Find the angles of a triangle if the distance between the centre of the circumcircle and the orthocenter is $\frac{1}{2}$ the length of the largest side and equals the smallest side.

Answer 1

It easy to find a solution by equilater and right triangle properties

but maybe it should be proved that it is unique.

Answer 2

In the standard notation let $a\leq b\leq c$.

Hence, $c=2a$ and since $a+b>c=2a$, we obtain $b>a$.

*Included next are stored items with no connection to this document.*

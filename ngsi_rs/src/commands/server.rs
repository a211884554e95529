//! `ngsi server` - read the server registry.

use crate::cli::command::Command;
use crate::cli::common_flags::{json_flag, pretty_flag};
use crate::cli::context::Context;
use crate::cli::flag::StringFlag;
use crate::client::Client;
use crate::error::{NgsiError, Result};
use crate::server::{ServerRecord, ServerRegistry};
use crate::session::Session;

pub(super) fn command() -> Command {
    Command::new("server")
        .category("MANAGEMENT")
        .usage("manage config for server")
        .subcommand(
            Command::new("list")
                .usage("list servers")
                .flag(json_flag())
                .flag(pretty_flag())
                .action(list),
        )
        .subcommand(
            Command::new("get")
                .usage("get server")
                .flag(
                    StringFlag::new("host")
                        .alias("h")
                        .usage("server host alias")
                        .previous_args()
                        .skip_ref_host(),
                )
                .flag(json_flag())
                .flag(pretty_flag())
                .required_flags(&["host"])
                .action(get),
        )
}

/// Compact JSON, indented with `--pretty`.
fn to_json<T: serde::Serialize>(ctx: &Context<'_>, value: &T, func: &'static str) -> Result<String> {
    let rendered = if ctx.bool("pretty") {
        serde_json::to_string_pretty(value)
    } else {
        serde_json::to_string(value)
    };
    rendered.map_err(|e| NgsiError::with_source(func, 2, e.to_string(), e))
}

fn list(ctx: &Context<'_>, session: &mut Session, _: Option<&Client>) -> Result<()> {
    const FUNC: &str = "serverList";

    let out = if ctx.bool("json") || ctx.bool("pretty") {
        to_json(ctx, &session.servers, FUNC)?
    } else {
        session.servers.aliases().join(" ")
    };
    session.print(format!("{}\n", out));
    Ok(())
}

fn get(ctx: &Context<'_>, session: &mut Session, _: Option<&Client>) -> Result<()> {
    const FUNC: &str = "serverGet";

    let host = ctx.string("host");
    let record = session
        .servers
        .lookup(&host, true)
        .map_err(|e| NgsiError::with_source(FUNC, 1, format!("{} not found", host), e))?;

    let out = if ctx.bool("json") || ctx.bool("pretty") {
        format!("{}\n", to_json(ctx, &record, FUNC)?)
    } else {
        server_info(&record)
    };
    session.print(out);
    Ok(())
}

fn server_info(record: &ServerRecord) -> String {
    let mut out = format!("serverType {}\nserverHost {}\n", record.kind(), record.host());
    let items = [
        ("FIWARE-Service", &record.tenant),
        ("FIWARE-ServicePath", &record.scope),
        ("Context", &record.context),
        ("SafeString", &record.safe_string),
        ("IdmType", &record.idm_type),
        ("IdmHost", &record.idm_host),
        ("Token", &record.token),
        ("APIPath", &record.api_path),
    ];
    for (key, value) in items {
        if !value.is_empty() {
            out.push_str(&format!("{} {}\n", key, value));
        }
    }
    out
}
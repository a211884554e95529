//! Typed command-line flags.
//!
//! Flags are declared once as blueprints (see [`super::common_flags`]) and
//! cloned with [`Flag::copy`] before a parse touches them, so the same
//! command tree can be run repeatedly inside one process.

use crate::error::{NgsiError, Result};

/// Raw value handed to [`Flag::set_value`].
#[derive(Debug, Clone, Copy, PartialEq, Eq)]
pub enum RawValue<'a> {
    Str(&'a str),
    Bool(bool),
    Int(i64),
}

impl<'a> From<&'a str> for RawValue<'a> {
    fn from(v: &'a str) -> Self {
        RawValue::Str(v)
    }
}

impl<'a> From<&'a String> for RawValue<'a> {
    fn from(v: &'a String) -> Self {
        RawValue::Str(v.as_str())
    }
}

impl From<bool> for RawValue<'_> {
    fn from(v: bool) -> Self {
        RawValue::Bool(v)
    }
}

impl From<i64> for RawValue<'_> {
    fn from(v: i64) -> Self {
        RawValue::Int(v)
    }
}

impl From<i32> for RawValue<'_> {
    fn from(v: i32) -> Self {
        RawValue::Int(i64::from(v))
    }
}

// ============================================================================
// String
// ============================================================================

#[derive(Debug, Clone, Default, PartialEq, Eq)]
pub struct StringFlag {
    pub name: String,
    pub aliases: Vec<String>,
    pub usage: String,
    pub value: String,
    pub hidden: bool,
    pub set: bool,
    pub required: bool,
    /// Resolving this flag builds the broker client before the action runs.
    pub init_client: bool,
    pub skip_get_token: bool,
    /// An explicitly empty value is accepted.
    pub value_empty: bool,
    /// Participates in previous-args memory.
    pub previous_args: bool,
    /// Host lookup must not follow alias references.
    pub skip_ref_host: bool,
    pub choices: Option<Vec<String>>,
}

impl StringFlag {
    pub fn new(name: &str) -> Self {
        Self {
            name: name.to_string(),
            ..Self::default()
        }
    }

    pub fn alias(mut self, alias: &str) -> Self {
        self.aliases.push(alias.to_string());
        self
    }

    pub fn usage(mut self, usage: &str) -> Self {
        self.usage = usage.to_string();
        self
    }

    pub fn value(mut self, value: &str) -> Self {
        self.value = value.to_string();
        self
    }

    pub fn hidden(mut self) -> Self {
        self.hidden = true;
        self
    }

    pub fn required(mut self) -> Self {
        self.required = true;
        self
    }

    pub fn init_client(mut self) -> Self {
        self.init_client = true;
        self
    }

    pub fn skip_get_token(mut self) -> Self {
        self.skip_get_token = true;
        self
    }

    pub fn allow_empty(mut self) -> Self {
        self.value_empty = true;
        self
    }

    pub fn previous_args(mut self) -> Self {
        self.previous_args = true;
        self
    }

    pub fn skip_ref_host(mut self) -> Self {
        self.skip_ref_host = true;
        self
    }

    pub fn choices(mut self, choices: &[&str]) -> Self {
        self.choices = Some(choices.iter().map(|c| c.to_string()).collect());
        self
    }

    /// Store `value` and mark the flag as set.
    pub fn assign(&mut self, value: &str) {
        self.value = value.to_string();
        self.set = true;
    }

    fn set_value(&mut self, v: RawValue<'_>) -> Result<()> {
        match v {
            RawValue::Str(s) => {
                self.assign(s);
                Ok(())
            }
            _ => Err(NgsiError::new("StringFlagSetValue", 1, "type error")),
        }
    }
}

// ============================================================================
// Bool
// ============================================================================

#[derive(Debug, Clone, Default, PartialEq, Eq)]
pub struct BoolFlag {
    pub name: String,
    pub aliases: Vec<String>,
    pub usage: String,
    pub value: bool,
    pub hidden: bool,
    pub set: bool,
    pub required: bool,
}

impl BoolFlag {
    pub fn new(name: &str) -> Self {
        Self {
            name: name.to_string(),
            ..Self::default()
        }
    }

    pub fn alias(mut self, alias: &str) -> Self {
        self.aliases.push(alias.to_string());
        self
    }

    pub fn usage(mut self, usage: &str) -> Self {
        self.usage = usage.to_string();
        self
    }

    pub fn value(mut self, value: bool) -> Self {
        self.value = value;
        self
    }

    pub fn hidden(mut self) -> Self {
        self.hidden = true;
        self
    }

    pub fn required(mut self) -> Self {
        self.required = true;
        self
    }

    fn set_value(&mut self, v: RawValue<'_>) -> Result<()> {
        const FUNC: &str = "BoolFlagSetValue";
        let b = match v {
            RawValue::Bool(b) => b,
            RawValue::Str(s) => match s.to_lowercase().as_str() {
                "true" | "on" => true,
                "false" | "off" => false,
                _ => {
                    return Err(NgsiError::new(
                        FUNC,
                        2,
                        format!("{} is not boolean value", s),
                    ));
                }
            },
            RawValue::Int(_) => return Err(NgsiError::new(FUNC, 1, "type error")),
        };
        self.value = b;
        self.set = true;
        Ok(())
    }
}

// ============================================================================
// Int64
// ============================================================================

#[derive(Debug, Clone, Default, PartialEq, Eq)]
pub struct Int64Flag {
    pub name: String,
    pub aliases: Vec<String>,
    pub usage: String,
    pub value: i64,
    pub hidden: bool,
    pub set: bool,
    pub required: bool,
}

impl Int64Flag {
    pub fn new(name: &str) -> Self {
        Self {
            name: name.to_string(),
            ..Self::default()
        }
    }

    pub fn alias(mut self, alias: &str) -> Self {
        self.aliases.push(alias.to_string());
        self
    }

    pub fn usage(mut self, usage: &str) -> Self {
        self.usage = usage.to_string();
        self
    }

    pub fn value(mut self, value: i64) -> Self {
        self.value = value;
        self
    }

    pub fn hidden(mut self) -> Self {
        self.hidden = true;
        self
    }

    pub fn required(mut self) -> Self {
        self.required = true;
        self
    }

    fn set_value(&mut self, v: RawValue<'_>) -> Result<()> {
        const FUNC: &str = "Int64FlagSetValue";
        self.value = match v {
            RawValue::Int(n) => n,
            RawValue::Str(s) => s
                .parse::<i64>()
                .map_err(|_| NgsiError::new(FUNC, 2, format!("{} is not number", s)))?,
            RawValue::Bool(_) => return Err(NgsiError::new(FUNC, 1, "type error")),
        };
        self.set = true;
        Ok(())
    }
}

// ============================================================================
// Flag
// ============================================================================

/// A flag of any kind.
#[derive(Debug, Clone, PartialEq, Eq)]
pub enum Flag {
    String(StringFlag),
    Bool(BoolFlag),
    Int64(Int64Flag),
}

impl From<StringFlag> for Flag {
    fn from(f: StringFlag) -> Self {
        Flag::String(f)
    }
}

impl From<BoolFlag> for Flag {
    fn from(f: BoolFlag) -> Self {
        Flag::Bool(f)
    }
}

impl From<Int64Flag> for Flag {
    fn from(f: Int64Flag) -> Self {
        Flag::Int64(f)
    }
}

impl Flag {
    pub fn name(&self) -> &str {
        match self {
            Flag::String(f) => &f.name,
            Flag::Bool(f) => &f.name,
            Flag::Int64(f) => &f.name,
        }
    }

    pub fn aliases(&self) -> &[String] {
        match self {
            Flag::String(f) => &f.aliases,
            Flag::Bool(f) => &f.aliases,
            Flag::Int64(f) => &f.aliases,
        }
    }

    fn raw_usage(&self) -> &str {
        match self {
            Flag::String(f) => &f.usage,
            Flag::Bool(f) => &f.usage,
            Flag::Int64(f) => &f.usage,
        }
    }

    pub fn is_hidden(&self) -> bool {
        match self {
            Flag::String(f) => f.hidden,
            Flag::Bool(f) => f.hidden,
            Flag::Int64(f) => f.hidden,
        }
    }

    pub fn is_set(&self) -> bool {
        match self {
            Flag::String(f) => f.set,
            Flag::Bool(f) => f.set,
            Flag::Int64(f) => f.set,
        }
    }

    pub fn is_required(&self) -> bool {
        match self {
            Flag::String(f) => f.required,
            Flag::Bool(f) => f.required,
            Flag::Int64(f) => f.required,
        }
    }

    pub fn is_init_client(&self) -> bool {
        matches!(self, Flag::String(f) if f.init_client)
    }

    pub fn allow_empty(&self) -> bool {
        matches!(self, Flag::String(f) if f.value_empty)
    }

    /// True when `name` equals the long name or `alias` is one of the aliases.
    /// Empty arguments never match.
    pub fn matches(&self, name: &str, alias: &str) -> bool {
        if !name.is_empty() && self.name() == name {
            return true;
        }
        !alias.is_empty() && self.aliases().iter().any(|a| a == alias)
    }

    /// Owned clone of a blueprint. `reset` clears the set bit; `copy(false)`
    /// keeps the source's set bit as is rather than forcing it on.
    pub fn copy(&self, reset: bool) -> Flag {
        let mut nf = self.clone();
        if reset {
            nf.set_set(false);
        }
        nf
    }

    fn set_set(&mut self, set: bool) {
        match self {
            Flag::String(f) => f.set = set,
            Flag::Bool(f) => f.set = set,
            Flag::Int64(f) => f.set = set,
        }
    }

    pub fn set_value<'v>(&mut self, v: impl Into<RawValue<'v>>) -> Result<()> {
        let v = v.into();
        match self {
            Flag::String(f) => f.set_value(v),
            Flag::Bool(f) => f.set_value(v),
            Flag::Int64(f) => f.set_value(v),
        }
    }

    pub fn as_string(&self) -> Option<&StringFlag> {
        match self {
            Flag::String(f) => Some(f),
            _ => None,
        }
    }

    pub fn as_string_mut(&mut self) -> Option<&mut StringFlag> {
        match self {
            Flag::String(f) => Some(f),
            _ => None,
        }
    }

    /// Current value rendered as text (`true`/`false` for bools, base 10 for ints).
    pub fn value_string(&self) -> String {
        match self {
            Flag::String(f) => f.value.clone(),
            Flag::Bool(f) => f.value.to_string(),
            Flag::Int64(f) => f.value.to_string(),
        }
    }

    /// Left column of help output, e.g. `--host VALUE, -h VALUE`.
    pub fn name_list(&self) -> String {
        let default_arg = match self {
            Flag::Bool(_) => "",
            _ => " VALUE",
        };
        let usage = self.raw_usage();
        let arg = match (usage.find('`'), usage.rfind('`')) {
            (Some(s), Some(e)) if s < e => format!(" {}", &usage[s + 1..e]),
            _ => default_arg.to_string(),
        };

        let mut n = format!("--{}{}", self.name(), arg);
        for alias in self.aliases() {
            n.push_str(&format!(", -{}{}", alias, arg));
        }
        n
    }

    /// Right column of help output.
    pub fn usage_text(&self) -> String {
        let mut u = self.raw_usage().replace('`', "");
        if let Flag::Bool(f) = self {
            u = format!("{} (default: {})", u, f.value);
        }
        if self.is_required() {
            u.push_str(" (required)");
        }
        u
    }
}

/// Drop every flag called `name`.
pub fn remove_flag(flags: &mut Vec<Flag>, name: &str) {
    flags.retain(|f| f.name() != name);
}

Thus, $$OH^2=R^2(1-8\cos\alpha\cos\beta\cos\gamma)=\frac{a^2b^2c^2}{16S^2}\left(1-\frac{\prod\limits_{cyc}(a^2+b^2-c^2)}{a^2b^2c^2}\right)=$$ $$=\frac{\sum\limits_{cyc}(a^6-a^4b^2-a^4c^2+a^2b^2c^2)}{\sum\limits_{cyc}(2a^2b^2-a^4)}=\frac{(3a^2-b^2)(18a^2+ab-b^2)}{(b^2-a^2)(9a^2-b^2)}.$$

If $3a^2=b^2$ then $c^2=a^2+b^2$ and we got a triangle with measured angles $90^{\circ},$ $30^{\circ}$ and $60^{\circ}$ and since $$18a^2+ab-b^2=14a^2+c^2+ab-b^2>0,$$ we are done!